James: Okay. So in terms of this Pythonic question and, you know, developer productivity across platform, do you have any views on, like, and it’s been interesting to see this. There’s a lot of excitement with Modular and Mojo. So, obviously, Chris Latner has a great sort of track record with Swift. And so I think there’s a lot of excitement about what he’s doing, the notion of across platform, Python-like syntax, where that’s going. Is that going to be part? Is that something that you’ve been looking at? Is that something?
Anush: Yeah, very much so. So we work with Chris closely. In fact, I met him last week in Austin when he was there at the ROCm 7 launch event to demonstrate how they had been able to port Modular and Mojo to AMD’s platforms. The way we think of it is we want this innovation to thrive, right? Like, we want Thunder Kittens to be successful. We want Mojo to be successful. We want Triton to be successful. And we want, you know, Gluon, Triton Gluon or Helion that’s also coming from Python’s team. So going back to the original question of, like, what is ROCm and why is it important? It’s because it’s an AI stack for everyone and it’s open source. So all of these components can sit on it and we will, you know, wholeheartedly embrace each one to have the best kind of, like, win. And best win or, you know, whatever gains adoption, we want to be able to enable that if that’s what, you know, customers want to use. So our general philosophy holds enabling everyone, but Mojo in specific, yeah, we’ve had, like, a big hackathon with them a few weeks ago or, like, a couple months ago maybe. And then Chris presented at the ROCm 7 launch. And I think there were some other joint announcements that we were making with them. So we want to be everywhere, you know, that is on the forefront of Pythonic DSL evolution. And it’s a trade-off. Usually it’s a trade-off between functionality, flexibility, and performance. But the closer you can get that and the faster you can get that deployed makes it easier for, like, actual, you know, consumption.
James: Okay. What about other sort of traditional programming languages? You know, pretty clearly Python has been, I guess, the language of AI. But if we think about certainly the, well, the language that people are building applications that touch models, that’s, like, TypeScript everywhere. One assumes that, like, it’s, you know, I remember when Big Data, everyone was like, oh, yeah, Big Data is going to be Java. And then Java comes along. Is it all going to be Python?

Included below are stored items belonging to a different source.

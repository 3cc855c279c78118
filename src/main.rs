#![no_std]
#![no_main]
#![allow(unsafe_op_in_unsafe_fn)]

extern crate alloc;

#[cfg(feature = "serial")]
#[macro_use]
mod serial;

#[cfg(not(feature = "serial"))]
macro_rules! slog {
    ($($arg:tt)*) => {{
        if false {
            let _ = alloc::format!($($arg)*);
        }
    }};
}

use core::arch::asm;

use log::{info, warn};
use uefi::prelude::*;
use uefi::{boot, system};

use vgashim::handler::INT10H_HANDLER;
use vgashim::platform::UefiPlatform;
use vgashim::vbe::CodecError;
use vgashim::{InstallFailure, InstallOutcome, ShimContext, ShimInstaller};

#[global_allocator]
static ALLOCATOR: uefi::allocator::Allocator = uefi::allocator::Allocator;

#[panic_handler]
fn panic(info: &core::panic::PanicInfo) -> ! {
    slog!("[serial][PANIC] {}", info);
    halt()
}

fn halt() -> ! {
    unsafe {
        loop {
            asm!("hlt");
        }
    }
}

#[entry]
fn main() -> Status {
    #[cfg(feature = "serial")]
    unsafe {
        serial::init_com1()
    }
    slog!(">>> VgaShim entry");

    if uefi::helpers::init().is_err() {
        slog!("[serial][FATAL] helpers::init failed");
        halt();
    }
    if let Err(e) = system::with_stdout(|out| out.reset(false)) {
        warn!("console reset failed: {:?}", e);
    }
    log_step("VgaShim start");

    let mut uefi = unsafe { UefiPlatform::new() };
    let mut ctx = ShimContext::new();
    let mut installer = ShimInstaller::new(uefi.platform(), INT10H_HANDLER);
    let status = match installer.run(&mut ctx) {
        Ok(InstallOutcome::Installed { vector, locked }) => {
            slog!("[serial] int 10h -> {} (locked={})", vector, locked);
            if !locked {
                warn!("VGA ROM left writable");
            }
            Status::SUCCESS
        }
        Ok(InstallOutcome::AlreadyInstalled) => {
            info!("int 10h handler already present, nothing to do");
            Status::SUCCESS
        }
        Err(failure) => {
            slog!("[serial][FATAL] {:?}: {}", failure.step(), failure);
            failure_status(&failure)
        }
    };

    log_step("Done");
    status
}

fn failure_status(failure: &InstallFailure) -> Status {
    match failure {
        InstallFailure::CannotUnlock(_) => Status::WRITE_PROTECTED,
        InstallFailure::CannotClaimIvt(_) => Status::ABORTED,
        InstallFailure::CannotEncode(CodecError::NoAdapter) => Status::NOT_FOUND,
        InstallFailure::CannotEncode(
            CodecError::UnsupportedPixelFormat(_) | CodecError::ResolutionTooSmall { .. },
        ) => Status::UNSUPPORTED,
        InstallFailure::CannotEncode(_) | InstallFailure::HandlerTooLarge { .. } => {
            Status::ABORTED
        }
    }
}

fn log_step(msg: &str) {
    info!("[step] {msg}");
    slog!("[step] {}", msg);
    boot::stall(80_000);
}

Or are there some opportunities in terms of, are you seeing any interesting innovation in and around GPUs and the more traditional programming languages, rather than some of the things that’s just been built, as you said, specifically around tiles or, yeah, basically explicitly built and designed purely with AI in mind? I mean, does general purpose begin to play a role here? And does that, where does that touch GPUs?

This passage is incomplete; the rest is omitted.